Posted by Gabriel Blatstein on March 27, 2020

I have been whizzing through the dataquest projects and have come to their second project. The second module focuses all on data visualization. Something I think is fairly easy, but I did learn a thing or two! For starters I realized the difference between calling the method on our object say a dataframe vs. on a series. Below I explain and demonstrate the differences:

df[XX:XX].plot.bar(x='dummy x', y='dummy y') 

df.plot(kind='dummy graph type')

Where XX is the range of your data and x and y variables are the columns you want to select. This is different from calling a datarame and then the plot method. We use Series.plot() to plot a specific column and DataFrame.plot() to generate plots that use values from multiple columns.

Un addition there are advantages to say calling the histogram method on a dataframe as this allows for more customization. For example, for histograms there is a way to customize the bins and range which is not available in the series.plot().

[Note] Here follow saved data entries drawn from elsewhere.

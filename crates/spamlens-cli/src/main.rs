//! SpamLens CLI - Submit messages and browse their classification
//!
//! Terminal counterpart of the web form: a text box, a send action,
//! and the list of the most recent results.

mod api;
mod config;
mod form;

use anyhow::{Context, Result};
use clap::{Parser, Subcommand};
use colored::Colorize;
use dialoguer::Input;
use spamlens::Label;

use api::{MessageResponse, SpamLensClient};
use config::Config;
use form::{Submission, SubmitForm, RECENT_LIMIT};

const QUIT_COMMAND: &str = "/quit";

#[derive(Parser)]
#[command(name = "spamlens")]
#[command(about = "SpamLens CLI - Send messages and see how they are classified", long_about = None)]
#[command(version)]
struct Cli {
    #[command(subcommand)]
    command: Commands,
}

#[derive(Subcommand)]
enum Commands {
    /// Send one message and show the refreshed list
    Send {
        /// Message text
        text: String,
    },

    /// List recent messages
    List {
        /// Max messages to show
        #[arg(short, long, default_value_t = RECENT_LIMIT)]
        limit: usize,
    },

    /// Interactive form: type messages, see results as they come back
    Chat,

    /// Show backend status
    Status,

    /// Show or change configuration
    Config {
        #[command(subcommand)]
        action: Option<ConfigAction>,
    },
}

#[derive(Subcommand)]
enum ConfigAction {
    /// Persist the API base URL
    SetUrl {
        /// e.g. http://localhost:5002
        url: String,
    },
}

#[tokio::main]
async fn main() -> Result<()> {
    let cli = Cli::parse();

    match cli.command {
        Commands::Send { text } => cmd_send(text).await,
        Commands::List { limit } => cmd_list(limit).await,
        Commands::Chat => cmd_chat().await,
        Commands::Status => cmd_status().await,
        Commands::Config { action } => cmd_config(action),
    }
}

fn client() -> Result<SpamLensClient> {
    let config = Config::load()?;
    Ok(SpamLensClient::new(&config.effective_base_url()))
}

// ============================================
// Command Implementations
// ============================================

async fn cmd_send(text: String) -> Result<()> {
    let client = client()?;
    let mut form = SubmitForm::new();
    form.set_text(text);

    match form.submit(&client).await? {
        Submission::Skipped => {
            println!("{}", "Nothing to send - message is empty.".yellow());
        }
        Submission::Stored {
            message,
            refresh_error,
        } => show_stored(&message, refresh_error.as_deref(), form.messages()),
    }

    Ok(())
}

async fn cmd_list(limit: usize) -> Result<()> {
    let client = client()?;
    let mut messages = client.get_messages().await?;
    messages.truncate(limit);
    print_list(&messages);
    Ok(())
}

async fn cmd_chat() -> Result<()> {
    let client = client()?;
    let mut form = SubmitForm::new();

    println!(
        "{} {} {}",
        "SMS Spam Demo".bold(),
        format!("({})", client.base_url()).dimmed(),
        format!("- type {} to exit", QUIT_COMMAND).dimmed()
    );

    match form.load(&client).await {
        Ok(()) => print_list(form.messages()),
        Err(e) => println!("{} Could not load messages: {:#}", "✗".red(), e),
    }

    loop {
        let input: String = Input::new()
            .with_prompt("Message")
            .with_initial_text(form.text())
            .allow_empty(true)
            .interact_text()
            .context("Failed to read input")?;

        if input.trim() == QUIT_COMMAND {
            break;
        }

        form.set_text(input);

        match form.submit(&client).await {
            Ok(Submission::Skipped) => {}
            Ok(Submission::Stored {
                message,
                refresh_error,
            }) => show_stored(&message, refresh_error.as_deref(), form.messages()),
            Err(e) => {
                println!("{} {:#}", "✗".red(), e);
                println!("{}", "Your text was kept - press Enter to retry.".dimmed());
            }
        }
    }

    Ok(())
}

async fn cmd_status() -> Result<()> {
    let client = client()?;
    print!("Checking {} ... ", client.base_url());

    match client.status().await {
        Ok(status) => println!("{} {}", "OK".green(), status.status.dimmed()),
        Err(e) => {
            println!("{}", "Failed".red());
            return Err(e);
        }
    }

    Ok(())
}

fn cmd_config(action: Option<ConfigAction>) -> Result<()> {
    let mut config = Config::load()?;

    if let Some(ConfigAction::SetUrl { url }) = action {
        config.set_base_url(&url);
        config.save()?;
        println!("{} Base URL set to {}", "✓".green(), config.base_url);
        return Ok(());
    }

    println!("{}", "Configuration:".bold());
    println!("  Path: {:?}", Config::config_path()?);
    println!("  Base URL: {}", config.base_url);
    if std::env::var(config::API_BASE_ENV).is_ok() {
        println!(
            "  Effective URL: {} {}",
            config.effective_base_url().cyan(),
            format!("(from {})", config::API_BASE_ENV).dimmed()
        );
    }

    Ok(())
}

// ============================================
// Output
// ============================================

fn label_badge(label: i32) -> colored::ColoredString {
    match Label::from_code_lossy(label) {
        Label::Spam => "SPAM".red().bold(),
        Label::Ham => "HAM".green().bold(),
        Label::Unknown => "UNKNOWN".yellow().bold(),
    }
}

fn show_stored(message: &MessageResponse, refresh_error: Option<&str>, list: &[MessageResponse]) {
    print_result(message);
    println!();
    match refresh_error {
        None => print_list(list),
        Some(e) => println!("{} Could not refresh messages: {}", "!".yellow(), e),
    }
}

fn print_result(message: &MessageResponse) {
    println!(
        "{} Classified as {} ({:.2}){}",
        "✓".green(),
        label_badge(message.label),
        message.prob,
        if message.anomaly {
            " - anomaly".magenta().to_string()
        } else {
            String::new()
        }
    );
}

fn print_list(messages: &[MessageResponse]) {
    if messages.is_empty() {
        println!("No messages yet.");
        return;
    }

    println!("{}", "Last messages:".bold());
    for m in messages {
        println!(
            "  {} — {} {}",
            label_badge(m.label),
            truncate_string(&m.text, 60),
            format!("({:.2})", m.prob).dimmed()
        );
    }
}

/// Truncate string safely for UTF-8 (by char count, not bytes)
fn truncate_string(s: &str, max_chars: usize) -> String {
    if s.chars().count() > max_chars {
        format!("{}...", s.chars().take(max_chars).collect::<String>())
    } else {
        s.to_string()
    }
}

The second thing I learned that was very useful and I gained full clarity on was subplots. I am not very comfortable with creating a figure (aka space for your graph to go) then adding subplots to the figure space. The method add_subplot() is used for this. Below I demonstrate my understanding of this concept.

.add_subplot(X,Y,Z)

fig= plt.figure()
ax1= fig.add_subplot(2,1,1)
ax2= fig.add_subplot(2,1,2)

X= Row of the number of graphs Y= Column of the number of the graphs Z= Position or order of graphs aka a label

So the above example would be a figure that shows two graphs stacked on top of each other because there is one column with two rows. The ax1 would be the first graph followed by ax2, the second graph.